Moforte continued, “So this is a really important step for us. As the businesses kind of get time to orgranize, they’re also going to get this huge infusion of cash to be able to make these investments and get a lot of credibility for what they’re trying to accomplish.”

Moforte said the city has a motivated and committed core group of organizers, business owners, city officials and “wonderful people” that are incredibly proud of their city and care about the revitalization of High Street. He added investments to Gateway Cities such as this focused on capital investments help jumpstart a lot of development and are crucial in creating the new vision for the city.

“As most Gateway Cities and cities that have these kind of glorious industrial pasts where once the industry left they had to reinvent themselves, they struggle a lot against disinvestment, people leaving the city, especially the downtown areas,” Moforte said. “I think this is common for a lot of Gateway Cities. We need heavy investments in housing and public spaces.”

Another portion of the project will look to take vacant spaces on High Street and create “space activation” where a community space will be established for the public. Moforte said they have been meeting with residents, small businesses, and arts and cultures communities in looking for the right way to utilize the space. He added about 25% of the grant funding will work toward activating spaces.
“We can come in as the community partnership and in partnership with the community, activate some of these spaces and create kind of like a focal point for positive community activity that will provide something fun for everybody and activate spaces in the downtown,” Moforte said.
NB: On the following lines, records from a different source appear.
//! Sofa CLI
//!
//! Command-line client for CouchDB-style servers.
//!
//! # Usage
//!
//! ```bash
//! # Server and database info
//! sofa info
//! sofa info orders
//!
//! # Documents
//! sofa put orders '{"_id":"o1","total":12}'
//! sofa get orders o1 --conflicts
//! sofa bulk orders batch.json --all-or-nothing
//!
//! # Follow the changes feed until Ctrl-C
//! sofa changes orders --feed continuous --since now --include-docs
//!
//! # Views
//! sofa view orders reports by_day -p group_level=2 -p limit=10
//!
//! # Against another server, with feed settings from a file
//! SOFA_URL=http://db:5984 sofa --config /etc/sofa/sofa.toml changes orders
//! ```

use std::path::{Path, PathBuf};

use anyhow::{bail, Context, Result};
use clap::{Parser, Subcommand};
use colored::*;
use serde::Serialize;
use tracing::{debug, Level};
use tracing_subscriber::FmtSubscriber;

use sofa::{
    BulkWriteOutcome, ChangesSubscription, Client, ClientConfig, Document, FeedMode, FilterRef,
    GetOptions, Params, Revision, Seq, ViewParams,
};

/// Sofa - CouchDB-style database client
#[derive(Parser, Debug)]
#[command(name = "sofa")]
#[command(author, version, about, long_about = None)]
struct Args {
    /// Server URL (overrides the config file)
    #[arg(short, long, env = "SOFA_URL")]
    url: Option<String>,

    /// Configuration file path (TOML)
    #[arg(short, long, env = "SOFA_CONFIG")]
    config: Option<PathBuf>,

    /// Log level (trace, debug, info, warn, error)
    #[arg(long, env = "SOFA_LOG_LEVEL", default_value = "warn")]
    log_level: String,

    #[command(subcommand)]
    command: Command,
}

#[derive(Subcommand, Debug)]
enum Command {
    /// Show server info, or database info when a database is given
    Info { db: Option<String> },

    /// List databases
    Dbs,

    /// Create a database
    CreateDb { db: String },

    /// Delete a database
    DeleteDb { db: String },

    /// Fetch a document
    Get {
        db: String,
        id: String,
        /// Fetch this revision instead of the winner
        #[arg(long)]
        rev: Option<String>,
        /// Include conflicting revisions
        #[arg(long)]
        conflicts: bool,
    },

    /// Create or update a document from JSON
    Put { db: String, json: String },

    /// Delete a document revision
    Delete { db: String, id: String, rev: String },

    /// Write a JSON array of documents (or `{"docs": [...]}`) from a file
    Bulk {
        db: String,
        file: PathBuf,
        #[arg(long)]
        all_or_nothing: bool,
    },

    /// Read the changes feed
    Changes {
        db: String,
        /// normal, longpoll or continuous
        #[arg(long, default_value = "normal")]
        feed: FeedMode,
        /// Start after this sequence (`now` for new changes only)
        #[arg(long)]
        since: Option<String>,
        /// Server-side filter as design/name
        #[arg(long)]
        filter: Option<String>,
        #[arg(long)]
        include_docs: bool,
    },

    /// Query a view
    View {
        db: String,
        design: String,
        view: String,
        /// Skip the reduce function
        #[arg(long)]
        map_only: bool,
        /// Extra query parameter, repeatable
        #[arg(short = 'p', long = "param", value_parser = parse_param)]
        params: Vec<(String, String)>,
    },
}

#[tokio::main]
async fn main() -> Result<()> {
    let args = Args::parse();

    // Logs go to stderr; stdout carries command output
    FmtSubscriber::builder()
        .with_max_level(parse_level(&args.log_level))
        .with_target(false)
        .with_writer(std::io::stderr)
        .init();

    let config = load_config(args.config.as_deref(), args.url)?;
    debug!(url = %config.url, "connecting");
    let client = Client::new(config.clone())
        .with_context(|| format!("Invalid server URL {}", config.url))?;

    run(&client, args.command).await
}

fn parse_level(level: &str) -> Level {
    match level.to_lowercase().as_str() {
        "trace" => Level::TRACE,
        "debug" => Level::DEBUG,
        "info" => Level::INFO,
        "warn" => Level::WARN,
        "error" => Level::ERROR,
        _ => Level::INFO,
    }
}

/// `key=value` query parameter
fn parse_param(raw: &str) -> std::result::Result<(String, String), String> {
    match raw.split_once('=') {
        Some((key, value)) if !key.is_empty() => Ok((key.to_string(), value.to_string())),
        _ => Err(format!("expected key=value, got '{}'", raw)),
    }
}

/// Config file first, then the URL flag or `SOFA_URL`
fn load_config(path: Option<&Path>, url: Option<String>) -> Result<ClientConfig> {
    let mut config = match path {
        Some(path) => {
            let raw = std::fs::read_to_string(path)
                .with_context(|| format!("Failed to read config {}", path.display()))?;
            toml::from_str(&raw)
                .with_context(|| format!("Failed to parse config {}", path.display()))?
        }
        None => ClientConfig::default(),
    };
    if let Some(url) = url {
        config.url = url;
    }
    Ok(config)
}

/// Read documents for a bulk write
fn parse_bulk(raw: &str) -> Result<Vec<Document>> {
    #[derive(serde::Deserialize)]
    #[serde(untagged)]
    enum Batch {
        Docs(Vec<Document>),
        Wrapped { docs: Vec<Document> },
    }

    let batch: Batch = serde_json::from_str(raw)
        .context("Expected a JSON array of documents or {\"docs\": [...]}")?;
    Ok(match batch {
        Batch::Docs(docs) | Batch::Wrapped { docs } => docs,
    })
}

fn print_json<T: Serialize>(value: &T) -> Result<()> {
    println!("{}", serde_json::to_string_pretty(value)?);
    Ok(())
}

fn print_ok(message: &str) {
    println!("{} {}", "ok".green().bold(), message);
}

fn print_outcome(index: usize, outcome: &BulkWriteOutcome) {
    match outcome {
        BulkWriteOutcome::Accepted { id, rev } => {
            println!("{:>4} {} {} {}", index, "accepted".green(), id, rev.to_string().dimmed())
        }
        BulkWriteOutcome::Conflict { id } => {
            println!("{:>4} {} {}", index, "conflict".yellow(), id)
        }
        BulkWriteOutcome::Rejected { id, error, reason } => {
            println!("{:>4} {} {} {}: {}", index, "rejected".red(), id, error, reason)
        }
    }
}

async fn run(client: &Client, command: Command) -> Result<()> {
    match command {
        Command::Info { db: None } => print_json(&client.server_info().await?),
        Command::Info { db: Some(db) } => print_json(&client.database(&db).info().await?),
        Command::Dbs => {
            for name in client.all_dbs().await? {
                println!("{}", name);
            }
            Ok(())
        }
        Command::CreateDb { db } => {
            client.create_database(&db).await?;
            print_ok(&format!("created {}", db));
            Ok(())
        }
        Command::DeleteDb { db } => {
            client.delete_database(&db).await?;
            print_ok(&format!("deleted {}", db));
            Ok(())
        }
        Command::Get {
            db,
            id,
            rev,
            conflicts,
        } => {
            let mut options = GetOptions::default().conflicts(conflicts);
            if let Some(rev) = rev {
                options = options.rev(Revision::parse(&rev)?);
            }
            let doc = client.database(&db).get_with(&id, &options).await?;
            if doc.has_conflicts() {
                eprintln!(
                    "{} {} conflicting revision(s)",
                    "warning:".yellow().bold(),
                    doc.conflicts.len()
                );
            }
            print_json(&doc)
        }
        Command::Put { db, json } => {
            let doc = Document::from_json(json.as_bytes()).context("Invalid document JSON")?;
            let db = client.database(&db);
            let written = if doc.id.is_some() {
                db.save(&doc).await?
            } else {
                db.insert(doc).await?
            };
            print_ok(&format!("{} {}", written.id, written.rev));
            Ok(())
        }
        Command::Delete { db, id, rev } => {
            let rev = Revision::parse(&rev)?;
            let written = client.database(&db).delete(&id, &rev).await?;
            print_ok(&format!("{} {}", written.id, written.rev));
            Ok(())
        }
        Command::Bulk {
            db,
            file,
            all_or_nothing,
        } => {
            let raw = std::fs::read_to_string(&file)
                .with_context(|| format!("Failed to read {}", file.display()))?;
            let docs = parse_bulk(&raw)?;
            let outcomes = client.database(&db).bulk_write(&docs, all_or_nothing).await?;
            for (index, outcome) in outcomes.iter().enumerate() {
                print_outcome(index, outcome);
            }
            let summary = sofa::BulkSummary::of(&outcomes);
            println!(
                "{} accepted, {} conflicts, {} rejected",
                summary.accepted.to_string().green(),
                summary.conflicts.to_string().yellow(),
                summary.rejected.to_string().red()
            );
            Ok(())
        }
        Command::Changes {
            db,
            feed,
            since,
            filter,
            include_docs,
        } => {
            let mut subscription = ChangesSubscription::new(feed).include_docs(include_docs);
            if let Some(since) = since {
                subscription = subscription.since(Seq::from(since.as_str()));
            }
            if let Some(filter) = filter {
                subscription = subscription.filter(filter.parse::<FilterRef>()?);
            }
            follow(client, &db, subscription).await
        }
        Command::View {
            db,
            design,
            view,
            map_only,
            params,
        } => {
            let params: Params = params.into_iter().collect();
            let db = client.database(&db);
            let rows = if map_only {
                db.map_only(&design, &view, params).await?
            } else {
                db.view(&design, &view, ViewParams::from(params)).await?
            };
            print_json(&rows)
        }
    }
}

/// Print changes as JSON lines; a continuous feed runs until Ctrl-C
async fn follow(client: &Client, db: &str, subscription: ChangesSubscription) -> Result<()> {
    let mut feed = client.database(db).changes_feed(subscription);

    loop {
        let next = tokio::select! {
            _ = tokio::signal::ctrl_c() => {
                eprintln!("{}", "interrupted".dimmed());
                break;
            }
            next = feed.next() => next,
        };
        match next {
            Some(Ok(event)) => println!("{}", serde_json::to_string(&event)?),
            Some(Err(e)) => {
                feed.close().await;
                bail!("changes feed failed: {}", e);
            }
            None => break,
        }
    }

    if let Some(seq) = feed.last_seq() {
        eprintln!("{} {}", "last_seq".dimmed(), seq);
    }
    feed.close().await;
    Ok(())
}

#[cfg(test)]
mod tests {
    use super::*;
    use std::time::Duration;

    #[test]
    fn test_parse_level() {
        assert_eq!(parse_level("DEBUG"), Level::DEBUG);
        assert_eq!(parse_level("error"), Level::ERROR);
        assert_eq!(parse_level("bogus"), Level::INFO);
    }

    #[test]
    fn test_parse_param() {
        assert_eq!(
            parse_param("startkey=[\"a\",1]").unwrap(),
            ("startkey".to_string(), "[\"a\",1]".to_string())
        );
        assert_eq!(parse_param("stale=").unwrap().1, "");
        assert!(parse_param("=x").is_err());
        assert!(parse_param("novalue").is_err());
    }

    #[test]
    fn test_args() {
        let args = Args::try_parse_from([
            "sofa",
            "--url",
            "http://db:5984",
            "changes",
            "orders",
            "--feed",
            "longpoll",
            "--filter",
            "app/by_type",
        ])
        .unwrap();
        assert_eq!(args.url.as_deref(), Some("http://db:5984"));
        match args.command {
            Command::Changes { db, feed, filter, .. } => {
                assert_eq!(db, "orders");
                assert_eq!(feed, FeedMode::LongPoll);
                assert_eq!(filter.as_deref(), Some("app/by_type"));
            }
            other => panic!("unexpected command {:?}", other),
        }

        let args =
            Args::try_parse_from(["sofa", "view", "d", "app", "v", "-p", "limit=2", "-p", "group=true"])
                .unwrap();
        match args.command {
            Command::View { params, .. } => assert_eq!(params.len(), 2),
            other => panic!("unexpected command {:?}", other),
        }

        assert!(Args::try_parse_from(["sofa", "changes", "d", "--feed", "sometimes"]).is_err());
    }

    #[test]
    fn test_load_config_overrides_url() {
        let dir = std::env::temp_dir().join(format!("sofa-cli-{}", std::process::id()));
        std::fs::create_dir_all(&dir).unwrap();
        let path = dir.join("sofa.toml");
        std::fs::write(
            &path,
            "url = \"http://from-file:5984\"\n[feed]\nchannel_capacity = 3\n",
        )
        .unwrap();

        let config = load_config(Some(&path), None).unwrap();
        assert_eq!(config.url, "http://from-file:5984");
        assert_eq!(config.feed.channel_capacity, 3);
        assert_eq!(config.request_timeout, Some(Duration::from_secs(30)));

        let config = load_config(Some(&path), Some("http://flag:5984".into())).unwrap();
        assert_eq!(config.url, "http://flag:5984");

        assert!(load_config(Some(&dir.join("missing.toml")), None).is_err());
        std::fs::remove_dir_all(&dir).unwrap();
    }

    #[test]
    fn test_parse_bulk() {
        let docs = parse_bulk(r#"[{"_id":"a"},{"v":1}]"#).unwrap();
        assert_eq!(docs.len(), 2);
        assert_eq!(docs[0].id(), Some("a"));

        let docs = parse_bulk(r#"{"docs":[{"_id":"b"}]}"#).unwrap();
        assert_eq!(docs[0].id(), Some("b"));

        assert!(parse_bulk(r#"{"_id":"c"}"#).is_err());
    }
}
With the continued efforts ongoing on High Street, hopes are that the stigmas surrounding the area can be broken, according to Planning and Economic Development Director Aaron Vega. When reflecting on the growth already seen over the last few years on High Street, Vega said he has seen some positive steps as more new businesses are joining the downtown space as well as quality of life improvements.

Still, he acknowledges there are some challenges the city still faces in its revitalization efforts.

“We’re trying to create a business improvement district without anyone trying to pay into it,” Vega said. “We’re trying to create what those benefits would be based on the other city’s that have these bids where there’s private companies that take care of flowers, or a private company that takes care of trash. We know our businesses on High Street can’t afford that. We don’t want to put that burden on them but we’re trying to figure out a way to get that same benefit to our businesses.”

Vega added most of it comes down to improving quality of life.

“People want to be able to walk to a restaurant and have it be lit, inviting. They want to be able to walk out of apartments if they live downtown and have it be safe. And they want the ability to know there won’t be trash on the street and things like trees or flowers are going to be taken care of,” Vega said. “It’s one thing for a city to plant trees and bushes and then they don’t get maintained. It’s all about the maintenance and that’s the key.”

Since 2015, MassDevelopment has invested $38 million in TDI districts through tools such as technical assistance, real estate investments, grant programs, and fellows who work in the district. That investment has directly influenced over $151.3 million in public and private investments in the districts and assisted in securing an additional $241.2 million.